Prompt:
Take every line from the data that has the word "json" in it.
________________
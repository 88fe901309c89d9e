//! Static run configuration and its validation.

use serde::{Deserialize, Serialize};
use thiserror::Error;

use crate::{
    content::{
        AttackStyle, ContentTables, EnemyDefinition, EnemyKind, HeroDefinition, HeroDeployment,
        HeroRole, PassiveTrait, SkillActivation, SkillDefinition, SkillTargeting, TargetingMode,
        TurretDefinition, TurretPlacement, TurretStatTable, Weakness,
    },
    effect::EffectSpec,
    entity::{BuffStat, FortressClass, Loadout},
    fixed::{Fixed, FixedVec2, Q14_ONE},
    ids::{EnemyDefinitionId, HeroDefinitionId, SkillId, TurretDefinitionId},
};

/// Largest accepted field extent along either axis.
///
/// Squared distances across the whole field must stay representable in
/// Q16.16, which caps the extent well below `sqrt(i16::MAX)`.
pub const MAX_FIELD_EXTENT: i32 = 120;

/// Highest power tier an entity may have.
pub const MAX_TIER: u8 = 3;

/// Complete static description of a run.
#[derive(Clone, Debug, PartialEq, Eq, Hash, Serialize, Deserialize)]
pub struct SimConfig {
    /// Field dimensions.
    pub field: FieldConfig,
    /// Fortress setup.
    pub fortress: FortressConfig,
    /// Definitions referenced by the roster and the wave director.
    pub content: ContentTables,
    /// Heroes deployed before the first tick.
    #[serde(default)]
    pub heroes: Vec<HeroDeployment>,
    /// Turrets mounted before the first tick.
    #[serde(default)]
    pub turrets: Vec<TurretPlacement>,
    /// Combat tuning.
    #[serde(default)]
    pub combat: CombatRules,
    /// Movement tuning.
    #[serde(default)]
    pub physics: PhysicsRules,
    /// Wave director tuning.
    #[serde(default)]
    pub waves: WaveConfig,
}

/// Rectangular playing field anchored at the origin.
#[derive(Clone, Copy, Debug, PartialEq, Eq, Hash, Serialize, Deserialize)]
pub struct FieldConfig {
    /// Horizontal extent.
    pub width: Fixed,
    /// Vertical extent.
    pub height: Fixed,
}

impl FieldConfig {
    /// Reports whether the point lies inside the field, borders included.
    #[must_use]
    pub fn contains(&self, point: FixedVec2) -> bool {
        point.x >= Fixed::ZERO
            && point.y >= Fixed::ZERO
            && point.x <= self.width
            && point.y <= self.height
    }

    /// Clamps a point into the field.
    #[must_use]
    pub fn clamp(&self, point: FixedVec2) -> FixedVec2 {
        FixedVec2::new(
            point.x.clamp(Fixed::ZERO, self.width),
            point.y.clamp(Fixed::ZERO, self.height),
        )
    }
}

/// Fortress setup.
#[derive(Clone, Copy, Debug, PartialEq, Eq, Hash, Serialize, Deserialize)]
pub struct FortressConfig {
    /// Archetype.
    pub class: FortressClass,
    /// Starting and maximum health.
    pub max_health: Fixed,
    /// Horizontal coordinate of the defended line.
    pub line_x: Fixed,
}

/// Combat tuning shared by every attacker.
#[derive(Clone, Copy, Debug, PartialEq, Eq, Hash, Serialize, Deserialize)]
#[serde(default)]
pub struct CombatRules {
    /// Upper clamp for effective attack speed.
    pub max_attack_speed: Fixed,
    /// Lower bound for the interval between attacks.
    pub min_attack_interval_ticks: u32,
    /// Bonus per tier above the first, applied as `1 + step * (tier - 1)`.
    pub tier_step: Fixed,
    /// Bonus per level above the first, applied as `1 + step * (level - 1)`.
    pub level_step: Fixed,
    /// Attack speed bonus for heroes sharing a role with another hero.
    pub synergy_attack_speed: Fixed,
    /// Attack speed multiplier while a turret is overcharged.
    pub overcharge_attack_speed: Fixed,
    /// Damage multiplier while a turret is overcharged.
    pub overcharge_damage: Fixed,
    /// Duration of a turret overcharge.
    pub overcharge_duration_ticks: u32,
    /// Ticks between overcharge activations.
    pub overcharge_cooldown_ticks: u32,
    /// Upper clamp for the total cooldown reduction.
    pub max_cooldown_reduction: Fixed,
    /// Number of relics a run may select.
    pub max_relics: u32,
    /// Distance beyond touching at which enemies land attacks.
    pub enemy_reach: Fixed,
}

impl Default for CombatRules {
    fn default() -> Self {
        Self {
            max_attack_speed: Fixed::from_int(4),
            min_attack_interval_ticks: 3,
            tier_step: Fixed::from_ratio(1, 4),
            level_step: Fixed::from_ratio(1, 16),
            synergy_attack_speed: Fixed::from_ratio(1, 10),
            overcharge_attack_speed: Fixed::from_ratio(3, 2),
            overcharge_damage: Fixed::from_int(2),
            overcharge_duration_ticks: 150,
            overcharge_cooldown_ticks: 900,
            max_cooldown_reduction: Fixed::from_ratio(3, 5),
            max_relics: 3,
            enemy_reach: Fixed::HALF,
        }
    }
}
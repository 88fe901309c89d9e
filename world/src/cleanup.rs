//! End-of-tick bookkeeping.

use rampart_core::{DiscardReason, Event, PROJECTILE_MAX_LIFETIME_TICKS};

use crate::World;

/// Removes fallen entities, expires buffs and stale projectiles, and advances
/// the tick.
///
/// Projectiles past their lifetime are dropped here as well, so they leave the
/// field even on ticks where the projectile phase does not run.
///
/// Each fallen enemy rolls for a material drop in identifier order, so the
/// number of random draws equals the number of enemies removed.
pub(crate) fn run(world: &mut World, out_events: &mut Vec<Event>) {
    let fallen: Vec<(usize, u32)> = world
        .enemies
        .iter()
        .enumerate()
        .filter(|(_, enemy)| enemy.health.is_dead())
        .map(|(index, enemy)| (index, enemy.drop_chance_bps))
        .collect();

    if !fallen.is_empty() {
        let drops: Vec<bool> = world.with_rng(|_, rng| {
            fallen
                .iter()
                .map(|&(_, chance)| rng.chance_bps(chance))
                .collect()
        });
        for (&(index, _), dropped_material) in fallen.iter().zip(drops) {
            let enemy = world.enemies[index].id;
            world.stats.enemies_killed = world.stats.enemies_killed.saturating_add(1);
            if dropped_material {
                world.stats.materials_dropped = world.stats.materials_dropped.saturating_add(1);
            }
            out_events.push(Event::EnemyDied {
                enemy,
                dropped_material,
            });
        }
        world.enemies.retain(|enemy| !enemy.health.is_dead());
    }

    for hero in world.heroes.iter().filter(|hero| hero.health.is_dead()) {
        world.stats.heroes_lost = world.stats.heroes_lost.saturating_add(1);
        out_events.push(Event::HeroDied { hero: hero.id });
    }
    world.heroes.retain(|hero| !hero.health.is_dead());

    let tick = world.tick;
    for projectile in world
        .projectiles
        .iter()
        .filter(|projectile| is_expired(tick, projectile.spawn_tick))
    {
        out_events.push(Event::ProjectileDiscarded {
            projectile: projectile.id,
            reason: DiscardReason::Expired,
        });
    }
    world
        .projectiles
        .retain(|projectile| !is_expired(tick, projectile.spawn_tick));

    let next_tick = tick.saturating_add(1);
    for hero in &mut world.heroes {
        hero.buffs.retain(|buff| buff.expires_at > next_tick);
    }

    world.tick = next_tick;
}

fn is_expired(tick: u64, spawn_tick: u64) -> bool {
    tick.saturating_sub(spawn_tick) >= PROJECTILE_MAX_LIFETIME_TICKS
}
use proptest::prelude::*;
use rampart_core::{
    AbilityActivation, Event, Fixed, FixedVec2, HeroDefinitionId, HeroDeployment, HeroId,
    HeroState, InputAction, InputEvent, Loadout, Outcome, Relic, SimConfig, SkillId, TurretId,
    PROJECTILE_MAX_LIFETIME_TICKS,
};
use rampart_engine::{
    verify_run, InputSchedule, RunRecord, Simulation, VerificationError, VerificationLimits,
};
use rampart_world::{query, CanonicalHash};

fn scripted_events() -> Vec<InputEvent> {
    vec![
        InputEvent {
            tick: 0,
            action: InputAction::SelectRelic {
                relic: Relic::Whetstone {
                    damage_bonus: Fixed::from_ratio(1, 4),
                },
            },
        },
        InputEvent {
            tick: 0,
            action: InputAction::DeployHero {
                deployment: HeroDeployment {
                    definition: HeroDefinitionId::new(1),
                    tier: 2,
                    level: 3,
                    position: FixedVec2::from_ints(10, 6),
                    loadout: Loadout::default(),
                },
            },
        },
        InputEvent {
            tick: 45,
            action: InputAction::MoveHero {
                hero: HeroId::new(1),
                to: FixedVec2::from_ints(14, 8),
            },
        },
        InputEvent {
            tick: 90,
            action: InputAction::ActivateAbility {
                ability: AbilityActivation::TurretOvercharge {
                    turret: TurretId::new(0),
                },
            },
        },
        InputEvent {
            tick: 120,
            action: InputAction::ActivateAbility {
                ability: AbilityActivation::HeroSkill {
                    hero: HeroId::new(1),
                    skill: SkillId::new(1),
                },
            },
        },
        InputEvent {
            tick: 150,
            action: InputAction::FocusTarget { enemy: None },
        },
    ]
}

/// Runs a script and records the canonical hash after every tick.
fn replay(seed: u64, events: &[InputEvent], ticks: u64) -> (Vec<CanonicalHash>, Vec<Event>) {
    let mut simulation = Simulation::start(seed, SimConfig::demo()).expect("valid config");
    let mut schedule = InputSchedule::new(events);
    let mut hashes = Vec::new();
    let mut log = Vec::new();
    for tick in 0..ticks {
        let report = simulation.step(schedule.due(tick));
        log.extend(report.events);
        hashes.push(simulation.finalize().canonical_hash);
    }
    (hashes, log)
}

#[test]
fn deterministic_replay_produces_identical_hashes_every_tick() {
    let events = scripted_events();
    let (first, first_log) = replay(99, &events, 240);
    let (second, second_log) = replay(99, &events, 240);

    assert_eq!(first, second, "replay diverged between runs");
    assert_eq!(first_log, second_log);
    assert!(first_log
        .iter()
        .any(|event| matches!(event, Event::HeroDeployed { .. })));
    assert!(first_log
        .iter()
        .any(|event| matches!(event, Event::TurretOvercharged { .. })));

    let (other_seed, _) = replay(100, &events, 240);
    assert_ne!(first.last(), other_seed.last());
}

#[test]
fn lone_hero_meets_the_first_wave() {
    let run = || {
        let mut simulation = Simulation::start(12_345, SimConfig::demo()).expect("valid config");
        let mut engaged = false;
        for _ in 0..200 {
            let report = simulation.step(&[]);
            engaged |= report.events.iter().any(|event| {
                matches!(
                    event,
                    Event::HeroStateChanged {
                        from: HeroState::Idle,
                        to: HeroState::Combat,
                        ..
                    }
                )
            });
        }
        let world = simulation.state();
        let spawned = query::stats(world).enemies_spawned;
        let position = query::hero(world, HeroId::new(0))
            .expect("hero deployed")
            .body
            .position;
        (spawned, position, engaged, simulation.finalize())
    };

    let (spawned, position, engaged, summary) = run();
    assert!(spawned >= 1);
    assert!(engaged, "hero never entered combat");
    assert_eq!(summary.tick, 200);

    let (again_spawned, again_position, _, again_summary) = run();
    assert_eq!(spawned, again_spawned);
    assert_eq!(position, again_position);
    assert_eq!(summary.canonical_hash, again_summary.canonical_hash);
}

#[test]
fn verification_accepts_honest_runs_and_rejects_tampered_ones() {
    let events = scripted_events();
    let (hashes, _) = replay(7, &events, 150);
    let honest = *hashes.last().expect("ticks simulated");
    let limits = VerificationLimits {
        ticks: 150,
        max_ticks: 1_000,
    };

    let summary =
        verify_run(7, SimConfig::demo(), &events, limits, honest).expect("honest run verifies");
    assert_eq!(summary.tick, 150);
    assert_eq!(summary.canonical_hash, honest);

    let forged: CanonicalHash = "00".repeat(32).parse().expect("valid hex");
    assert_eq!(
        verify_run(7, SimConfig::demo(), &events, limits, forged),
        Err(VerificationError::HashMismatch {
            expected: forged,
            actual: honest,
        })
    );

    let greedy = VerificationLimits {
        ticks: 5_000,
        max_ticks: 1_000,
    };
    assert_eq!(
        verify_run(7, SimConfig::demo(), &events, greedy, honest),
        Err(VerificationError::TickBudgetExceeded {
            requested: 5_000,
            max: 1_000,
        })
    );

    let mut broken = SimConfig::demo();
    broken.fortress.max_health = Fixed::ZERO;
    assert!(matches!(
        verify_run(7, broken, &events, limits, honest),
        Err(VerificationError::Config(_))
    ));
}

#[test]
fn recorded_inputs_survive_serialization() {
    let events = scripted_events();
    let bytes = bincode::serialize(&events).expect("encode");
    let decoded: Vec<InputEvent> = bincode::deserialize(&bytes).expect("decode");
    assert_eq!(decoded, events);

    let record = RunRecord {
        seed: 7,
        config: SimConfig::demo(),
        events,
    };
    let json = serde_json::to_string(&record).expect("serialize record");
    let loaded: RunRecord = serde_json::from_str(&json).expect("parse record");
    let (original, _) = replay(record.seed, &record.events, 60);
    let (reloaded, _) = replay(loaded.seed, &loaded.events, 60);
    assert_eq!(original, reloaded);
    assert_eq!(loaded.config, record.config);
}

#[test]
fn projectiles_expire_after_the_fortress_falls() {
    let mut config = SimConfig::demo();
    config.heroes.clear();
    config.fortress.max_health = Fixed::ONE;
    let mut simulation = Simulation::start(21, config).expect("valid config");

    let check_ages = |simulation: &Simulation| {
        let world = simulation.state();
        let tick = query::tick(world);
        for projectile in query::projectiles(world) {
            assert!(
                tick - projectile.spawn_tick <= PROJECTILE_MAX_LIFETIME_TICKS,
                "projectile {:?} outlived its lifetime at tick {tick}",
                projectile.id
            );
        }
    };

    let mut steps = 0;
    while query::outcome(simulation.state()).is_none() {
        assert!(steps < 3_000, "fortress never fell");
        let _ = simulation.step(&[]);
        check_ages(&simulation);
        steps += 1;
    }
    assert_eq!(query::outcome(simulation.state()), Some(Outcome::Defeat));

    for _ in 0..=PROJECTILE_MAX_LIFETIME_TICKS {
        let _ = simulation.step(&[]);
        check_ages(&simulation);
    }
    assert!(query::projectiles(simulation.state()).is_empty());
}

proptest! {
    #![proptest_config(ProptestConfig::with_cases(12))]

    #[test]
    fn health_and_positions_stay_bounded(seed in any::<u64>()) {
        let mut simulation = Simulation::start(seed, SimConfig::demo()).expect("valid config");
        let field = SimConfig::demo().field;
        for _ in 0..150 {
            let _ = simulation.step(&[]);
            let world = simulation.state();
            for hero in query::heroes(world) {
                prop_assert!(hero.health.current() >= Fixed::ZERO);
                prop_assert!(hero.health.current() <= hero.health.max());
                prop_assert!(field.contains(hero.body.position));
            }
            for enemy in query::enemies(world) {
                prop_assert!(!enemy.health.is_dead());
                prop_assert!(enemy.health.current() <= enemy.health.max());
                prop_assert!(field.contains(enemy.body.position));
            }
            let fortress = query::fortress(world).health;
            prop_assert!(fortress.current() <= fortress.max());
        }
    }
}
#![deny(
    unsafe_code,
    missing_docs,
    dead_code,
    unused_results,
    non_snake_case,
    unreachable_pub
)]

//! Deterministic movement system that steers bodies and resolves collisions.

use rampart_core::{
    buff_sum, Body, BuffStat, Command, ContentTables, Enemy, EnemyId, FieldConfig, Fixed,
    FixedVec2, Hero, HeroState, Mover, PhysicsRules,
};

/// Pure system that integrates every live body once per tick.
#[derive(Debug, Default)]
pub struct Movement {
    bodies: Vec<Moving>,
}

impl Movement {
    /// Creates a new movement system with an empty scratch buffer.
    #[must_use]
    pub fn new() -> Self {
        Self::default()
    }

    /// Steers heroes and enemies toward their goals and emits their new bodies.
    ///
    /// Heroes are processed before enemies, each in identifier order, and the
    /// collision passes visit pairs in that same order.
    #[allow(clippy::too_many_arguments)]
    pub fn handle(
        &mut self,
        heroes: &[Hero],
        enemies: &[Enemy],
        content: &ContentTables,
        physics: &PhysicsRules,
        field: FieldConfig,
        line_x: Fixed,
        out: &mut Vec<Command>,
    ) {
        self.bodies.clear();
        let live_enemies = || enemies.iter().filter(|enemy| !enemy.health.is_dead());

        for hero in heroes.iter().filter(|hero| !hero.health.is_dead()) {
            let Some(definition) = content.hero(hero.definition) else {
                continue;
            };
            let max_speed = (definition.move_speed
                * buff_sum(&hero.buffs, BuffStat::MoveSpeed).one_plus())
            .max(Fixed::ZERO);

            let commanded = hero
                .commanded_to
                .filter(|_| hero.state == HeroState::Commanded);
            let goal = if let Some(point) = commanded {
                Goal::new(point, Fixed::ZERO)
            } else {
                let lookup = |id: EnemyId| live_enemies().find(|enemy| enemy.id == id);
                let engaged = hero
                    .focus
                    .and_then(lookup)
                    .or_else(|| hero.target.and_then(lookup))
                    .or_else(|| {
                        live_enemies().min_by_key(|enemy| {
                            (enemy.body.position.distance_sq(hero.body.position), enemy.id)
                        })
                    });
                match engaged {
                    Some(enemy) => Goal::new(enemy.body.position, definition.attack_range),
                    None => Goal::new(hero.anchor, Fixed::ZERO),
                }
            };

            let body = steer(hero.body, goal, max_speed, physics, field);
            self.bodies.push(Moving {
                mover: Mover::Hero(hero.id),
                body,
            });
        }

        for enemy in live_enemies() {
            let goal = Goal::new(
                FixedVec2::new(line_x + enemy.body.radius, enemy.lane_y),
                physics.arrival_tolerance,
            );
            let body = steer(enemy.body, goal, enemy.speed, physics, field);
            self.bodies.push(Moving {
                mover: Mover::Enemy(enemy.id),
                body,
            });
        }

        separate(&mut self.bodies, physics);
        resolve_overlaps(&mut self.bodies);

        for moving in &self.bodies {
            let body = Body {
                position: field.clamp(moving.body.position),
                ..moving.body
            };
            out.push(Command::MoveBody {
                mover: moving.mover,
                body,
            });
        }
    }
}

#[derive(Clone, Copy, Debug, PartialEq, Eq)]
struct Moving {
    mover: Mover,
    body: Body,
}

/// Point a body steers toward and the distance at which it stops.
#[derive(Clone, Copy, Debug, PartialEq, Eq)]
struct Goal {
    point: FixedVec2,
    stop_distance: Fixed,
}

impl Goal {
    const fn new(point: FixedVec2, stop_distance: Fixed) -> Self {
        Self {
            point,
            stop_distance,
        }
    }
}

/// Applies arrival steering, friction and the speed clamp, then integrates.
fn steer(
    body: Body,
    goal: Goal,
    max_speed: Fixed,
    physics: &PhysicsRules,
    field: FieldConfig,
) -> Body {
    let offset = goal.point - body.position;
    let distance = offset.length();

    let desired = if distance <= goal.stop_distance {
        FixedVec2::ZERO
    } else {
        let remaining = distance - goal.stop_distance;
        let speed = if physics.slowing_radius.is_positive() && remaining < physics.slowing_radius
        {
            max_speed * remaining / physics.slowing_radius
        } else {
            max_speed
        };
        offset.normalize().scale(speed)
    };

    let steering = (desired - body.velocity).clamp_length(physics.max_acceleration);
    let velocity = (body.velocity + steering)
        .scale(physics.friction)
        .clamp_length(max_speed);
    Body {
        position: field.clamp(body.position + velocity),
        velocity,
        radius: body.radius,
    }
}

/// Direction from `from` to `to`, falling back to `(1, 0)` for coincident points.
fn separation_normal(from: FixedVec2, to: FixedVec2) -> FixedVec2 {
    let offset = to - from;
    if offset.is_zero() {
        FixedVec2::new(Fixed::ONE, Fixed::ZERO)
    } else {
        offset.normalize()
    }
}

/// Nudges apart bodies that crowd each other within the separation margin.
fn separate(bodies: &mut [Moving], physics: &PhysicsRules) {
    if !physics.separation_strength.is_positive() {
        return;
    }
    let push_length = physics.separation_strength.div_int(2);
    for first in 0..bodies.len() {
        for second in first + 1..bodies.len() {
            let a = bodies[first].body;
            let b = bodies[second].body;
            let reach = a.radius + b.radius + physics.separation_margin;
            if a.position.distance_sq(b.position) >= reach * reach {
                continue;
            }
            let push = separation_normal(a.position, b.position).scale(push_length);
            bodies[first].body.position -= push;
            bodies[second].body.position += push;
        }
    }
}

/// Pushes overlapping circles apart so they just touch.
fn resolve_overlaps(bodies: &mut [Moving]) {
    for first in 0..bodies.len() {
        for second in first + 1..bodies.len() {
            let a = bodies[first].body;
            let b = bodies[second].body;
            let touching = a.radius + b.radius;
            let distance_sq = a.position.distance_sq(b.position);
            if distance_sq >= touching * touching {
                continue;
            }
            let depth = touching - distance_sq.sqrt();
            let correction = separation_normal(a.position, b.position).scale(depth.div_int(2));
            bodies[first].body.position -= correction;
            bodies[second].body.position += correction;
        }
    }
}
________________
Output:
    let json = serde_json::to_string(&record).expect("serialize record");
    let loaded: RunRecord = serde_json::from_str(&json).expect("parse record");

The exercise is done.